Items from a dataset

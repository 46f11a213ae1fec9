// Copyright 2021 Datafuse Labs
//
// Licensed under the Apache License, Version 2.0 (the "License");
// you may not use this file except in compliance with the License.
// You may obtain a copy of the License at
//
//     http://www.apache.org/licenses/LICENSE-2.0
//
// Unless required by applicable law or agreed to in writing, software
// distributed under the License is distributed on an "AS IS" BASIS,
// WITHOUT WARRANTIES OR CONDITIONS OF ANY KIND, either express or implied.
// See the License for the specific language governing permissions and
// limitations under the License.

use std::collections::BTreeMap;

use clickhouse_macro_adapter::{
    series::{ColumnMeta, Datapoint, Row, Scalar, SeriesOptions, to_time_series},
    sql::{
        Clause, ColumnConfig, DateTimeType, FromClause, MacroExpander, MacroKind, QueryError,
        RenderContext, Scanner, escape, split_top_level,
    },
    time::TimeRange,
};
use serde_json::json;

fn context() -> RenderContext {
    RenderContext {
        range: TimeRange {
            from_seconds: 1_714_543_200,
            to_seconds: 1_714_564_800,
            is_open_ended: true,
        },
        interval_seconds: 30,
        columns: ColumnConfig {
            database: "default".into(),
            table: "table_all".into(),
            date_column: Some("EventDate".into()),
            date_time_column: "EventTime".into(),
            date_time_type: DateTimeType::DateTime,
        },
        variables: BTreeMap::new(),
    }
}

fn rows(value: serde_json::Value) -> Vec<Row> {
    serde_json::from_value(value).unwrap()
}

fn meta(names: &[&str]) -> Vec<ColumnMeta> {
    names
        .iter()
        .map(|name| ColumnMeta {
            name: name.to_string(),
            data_type: String::new(),
        })
        .collect()
}

fn series_options() -> SeriesOptions {
    SeriesOptions {
        range: context().range,
        extrapolate: true,
    }
}

#[test]
fn union_all_scenario() {
    let ast = Scanner::new()
        .parse("SELECT a, b FROM table1 UNION ALL select c, d from table2")
        .unwrap();
    assert_eq!(
        serde_json::to_value(&ast).unwrap(),
        json!({
            "root": [],
            "select": ["a", "b"],
            "from": ["table1"],
            "union all": [{"root": [], "select": ["c", "d"], "from": ["table2"]}]
        })
    );
}

#[test]
fn rate_columns_scenario() {
    let query = "$rateColumns((AppType = '' ? 'undefined' : AppType) type, sum(Hits) hits) \
                 FROM table_all WHERE Event = 'request' HAVING hits > $interval";
    let ast = Scanner::new().parse(query).unwrap();
    assert_eq!(
        ast.macro_args(MacroKind::RateColumns).unwrap(),
        ["(AppType = '' ? 'undefined' : AppType) type", "sum(Hits) hits"]
    );

    let context = context();
    let sql = MacroExpander::new(&context).expand(query, &ast).unwrap();
    let inner = "GROUP BY t, type HAVING hits > 30 ORDER BY t";
    assert!(sql.contains(inner), "{sql}");
    assert!(!sql.ends_with("hits > 30"));
}

#[test]
fn columns_argument_count_scenario() {
    let query = "$columns(key) FROM t";
    let ast = Scanner::new().parse(query).unwrap();
    let context = context();
    let err = MacroExpander::new(&context).expand(query, &ast).unwrap_err();
    assert_eq!(
        err,
        QueryError::MacroArgument {
            message: "Amount of arguments must equal 2 for $columns func".into(),
            args: vec!["key".into()],
        }
    );
}

#[test]
fn pivot_scenario() {
    let series = to_time_series(
        &meta(&["t", "good", "bad"]),
        &rows(json!([
            {"t": 1_714_543_200_000_i64, "good": 10, "bad": 1},
            {"t": 1_714_543_230_000_i64, "good": 20, "bad": 2}
        ])),
        &series_options(),
    )
    .unwrap();
    assert_eq!(series.len(), 2);
    assert_eq!(series[0].target, "good");
    assert_eq!(
        series[0].datapoints,
        vec![
            Datapoint(Scalar::Number(10.0), 1_714_543_200_000),
            Datapoint(Scalar::Number(20.0), 1_714_543_230_000)
        ]
    );
    assert_eq!(series[1].datapoints.len(), 2);
}

#[test]
fn null_suppression_scenario() {
    let series = to_time_series(
        &meta(&["t", "good", "bad"]),
        &rows(json!([
            {"t": 1_714_543_200_000_i64, "good": 10, "bad": 1},
            {"t": 1_714_543_230_000_i64, "good": null, "bad": 2}
        ])),
        &series_options(),
    )
    .unwrap();
    assert_eq!(series[0].datapoints.len(), 1);
    assert_eq!(series[0].datapoints[0].1, 1_714_543_200_000);
    assert_eq!(series[1].datapoints.len(), 2);
}

#[test]
fn escape_scenario() {
    assert_eq!(escape("5"), "5");
    assert_eq!(escape("a'b"), "'a\\'b'");
}

#[test]
fn queries_without_macros_keep_their_clauses() {
    let query = "SELECT Host, count() c FROM $table WHERE $timeFilter AND Code IN (200, 201) \
                 GROUP BY Host ORDER BY c DESC LIMIT 10";
    let scanner = Scanner::new();
    let ast = scanner.parse(query).unwrap();
    let context = context();
    let sql = MacroExpander::new(&context).expand(query, &ast).unwrap();
    let expanded = scanner.parse(&sql).unwrap();
    for clause in [Clause::Select, Clause::GroupBy, Clause::OrderBy, Clause::Limit] {
        assert_eq!(ast.clause(clause), expanded.clause(clause));
    }
    assert_eq!(expanded.table(), Some("default.table_all"));
}

#[test]
fn nested_from_is_a_full_statement() {
    let ast = Scanner::new()
        .parse("SELECT * FROM (SELECT a, b FROM (SELECT 1 a, 2 b FROM system.one) GROUP BY a, b)")
        .unwrap();
    let Some(FromClause::Subquery { ast: inner, .. }) = &ast.from else {
        panic!("expected subquery");
    };
    assert_eq!(inner.select().unwrap(), ["a", "b"]);
    assert_eq!(inner.clause(Clause::GroupBy).unwrap(), ["a", "b"]);
    assert_eq!(inner.subquery().unwrap().table(), Some("system.one"));
    assert!(inner.root.is_empty());
}

#[test]
fn split_and_join_round_trip() {
    let body = "a, f(b, c), arr[1, 2], 'x, y', CASE WHEN a THEN 1 ELSE 2 END";
    let parts = split_top_level(body).unwrap();
    assert_eq!(parts.len(), 5);
    assert_eq!(parts.join(", "), body);
}
// Copyright 2021 Datafuse Labs
//
// Licensed under the Apache License, Version 2.0 (the "License");
// you may not use this file except in compliance with the License.
// You may obtain a copy of the License at
//
//     http://www.apache.org/licenses/LICENSE-2.0
//
// Unless required by applicable law or agreed to in writing, software
// distributed under the License is distributed on an "AS IS" BASIS,
// WITHOUT WARRANTIES OR CONDITIONS OF ANY KIND, either express or implied.
// See the License for the specific language governing permissions and
// limitations under the License.

use axum::{
    Json,
    http::StatusCode,
    response::{IntoResponse, Response},
};
use serde::Serialize;
use thiserror::Error;

use crate::sql::QueryError;

#[derive(Debug, Error)]
pub enum AppError {
    #[error("{0}")]
    BadRequest(String),
    #[error(transparent)]
    Query(#[from] QueryError),
    #[error("{0}")]
    Internal(String),
}

impl IntoResponse for AppError {
    fn into_response(self) -> Response {
        let message = self.to_string();
        let (status, error_type) = match &self {
            Self::BadRequest(_) => (StatusCode::BAD_REQUEST, "bad_data"),
            Self::Query(QueryError::Parse { .. }) => (StatusCode::BAD_REQUEST, "parse_error"),
            Self::Query(QueryError::MacroArgument { .. }) => {
                (StatusCode::BAD_REQUEST, "macro_argument")
            }
            Self::Query(QueryError::InvalidResponse(_)) => {
                (StatusCode::UNPROCESSABLE_ENTITY, "invalid_response")
            }
            Self::Internal(_) => (StatusCode::INTERNAL_SERVER_ERROR, "internal"),
        };
        if status.is_server_error() {
            log::error!("request failed: {message}");
        }

        let body = ErrorResponse {
            status: "error",
            error_type,
            error: message,
        };
        (status, Json(body)).into_response()
    }
}

#[derive(Serialize)]
struct ErrorResponse<'a> {
    status: &'a str,
    #[serde(rename = "errorType")]
    error_type: &'a str,
    error: String,
}
// Copyright 2021 Datafuse Labs
//
// Licensed under the Apache License, Version 2.0 (the "License");
// you may not use this file except in compliance with the License.
// You may obtain a copy of the License at
//
//     http://www.apache.org/licenses/LICENSE-2.0
//
// Unless required by applicable law or agreed to in writing, software
// distributed under the License is distributed on an "AS IS" BASIS,
// WITHOUT WARRANTIES OR CONDITIONS OF ANY KIND, either express or implied.
// See the License for the specific language governing permissions and
// limitations under the License.

use std::time::Instant;

use axum::{
    Json, Router,
    body::Body,
    extract::State,
    http::Request,
    middleware::{self, Next},
    response::Response,
    routing::{get, post},
};
use chrono::Utc;
use serde::Deserialize;

use crate::{
    error::AppError,
    series::{QueryResult, SeriesOptions, TimeSeries, to_table, to_time_series},
    sql::{self, Ast},
    time::RangeBound,
};

use super::{
    responses::{HealthResponse, RenderResponse, TableResponse},
    state::{AppState, RenderOptions, default_from, default_to, resolve_range},
};

pub fn router(state: AppState) -> Router {
    Router::new()
        .route("/api/health", get(health))
        .route("/api/ast", post(parse_query))
        .route("/api/render", post(render_query))
        .route("/api/series", post(time_series))
        .route("/api/table", post(table))
        .with_state(state)
        .layer(middleware::from_fn(log_requests))
}

#[derive(Debug, Deserialize)]
struct AstRequest {
    query: String,
}

#[derive(Debug, Deserialize)]
struct RenderRequest {
    query: String,
    #[serde(flatten)]
    options: RenderOptions,
}

#[derive(Debug, Deserialize)]
struct SeriesRequest {
    #[serde(flatten)]
    result: QueryResult,
    #[serde(default = "default_from")]
    from: RangeBound,
    #[serde(default = "default_to")]
    to: RangeBound,
    extrapolate: Option<bool>,
}

#[derive(Debug, Deserialize)]
struct TableRequest {
    #[serde(flatten)]
    result: QueryResult,
}

async fn health() -> Json<HealthResponse> {
    Json(HealthResponse::ok())
}

async fn parse_query(
    State(state): State<AppState>,
    Json(request): Json<AstRequest>,
) -> Result<Json<Ast>, AppError> {
    log::debug!("ast request received: query=`{}`", request.query);
    Ok(Json(state.parse(&request.query)?))
}

async fn render_query(
    State(state): State<AppState>,
    Json(request): Json<RenderRequest>,
) -> Result<Json<RenderResponse>, AppError> {
    log::debug!(
        "render request received: query=`{}` from={:?} to={:?} interval={:?}",
        request.query,
        request.options.from,
        request.options.to,
        request.options.interval
    );
    let context = state.render_context(&request.options, Utc::now())?;
    let sql = sql::render(&request.query, &context)?;
    Ok(Json(RenderResponse {
        sql,
        range: context.range,
        interval_seconds: context.interval_seconds,
    }))
}

async fn time_series(
    State(state): State<AppState>,
    Json(request): Json<SeriesRequest>,
) -> Result<Json<Vec<TimeSeries>>, AppError> {
    let options = SeriesOptions {
        range: resolve_range(&request.from, &request.to, Utc::now())?,
        extrapolate: request
            .extrapolate
            .unwrap_or(state.config().extrapolate),
    };
    log::debug!(
        "series request received: columns={} rows={} extrapolate={}",
        request.result.meta.len(),
        request.result.data.len(),
        options.extrapolate
    );
    let series = to_time_series(&request.result.meta, &request.result.data, &options)?;
    Ok(Json(series))
}

async fn table(Json(request): Json<TableRequest>) -> Json<TableResponse> {
    log::debug!(
        "table request received: columns={} rows={}",
        request.result.meta.len(),
        request.result.data.len()
    );
    Json(TableResponse::new(to_table(
        &request.result.meta,
        &request.result.data,
    )))
}

async fn log_requests(req: Request<Body>, next: Next) -> Response {
    let method = req.method().clone();
    let uri = req.uri().clone();
    let start = Instant::now();
    let response = next.run(req).await;
    let status = response.status();
    let elapsed = start.elapsed();
    log::info!(
        "method={} path={} status={} duration_ms={:.3}",
        method,
        uri.path(),
        status.as_u16(),
        elapsed.as_secs_f64() * 1000.0
    );
    response
}

#[cfg(test)]
mod tests {
    use super::{RenderRequest, SeriesRequest};
    use crate::{sql::DateTimeType, time::RangeBound};

    #[test]
    fn render_request_accepts_camel_case_overrides() {
        let request: RenderRequest = serde_json::from_value(serde_json::json!({
            "query": "SELECT 1",
            "from": 1714543200000_i64,
            "to": "now",
            "intervalFactor": 2,
            "dateTimeColumn": "ts",
            "dateTimeType": "TIMESTAMP",
            "variables": {"host": {"value": ["a", "b"], "multi": true}}
        }))
        .unwrap();
        assert_eq!(request.options.from, RangeBound::EpochMillis(1_714_543_200_000));
        assert_eq!(request.options.interval_factor, Some(2));
        assert_eq!(request.options.date_time_column.as_deref(), Some("ts"));
        assert_eq!(request.options.date_time_type, Some(DateTimeType::Timestamp));
        assert!(request.options.variables["host"].multi);
    }

    #[test]
    fn render_request_defaults_to_last_six_hours() {
        let request: RenderRequest =
            serde_json::from_value(serde_json::json!({"query": "SELECT 1"})).unwrap();
        assert_eq!(request.options.from, RangeBound::from("now-6h"));
        assert_eq!(request.options.to, RangeBound::from("now"));
    }

    #[test]
    fn series_request_reads_clickhouse_json_shape() {
        let request: SeriesRequest = serde_json::from_value(serde_json::json!({
            "meta": [{"name": "t", "type": "UInt64"}, {"name": "c", "type": "UInt64"}],
            "data": [{"t": 1000, "c": "3"}],
            "rows": 1,
            "statistics": {"elapsed": 0.001}
        }))
        .unwrap();
        assert_eq!(request.result.meta.len(), 2);
        assert_eq!(request.result.data.len(), 1);
        assert_eq!(request.extrapolate, None);
    }
}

- [AIM OF THE TASK]: Among the lines above, please find those with "expanded" and copy them.

- [FINISHED EXERCISE]:
    let expanded = scanner.parse(&sql).unwrap();
        assert_eq!(ast.clause(clause), expanded.clause(clause));
    assert_eq!(expanded.table(), Some("default.table_all"));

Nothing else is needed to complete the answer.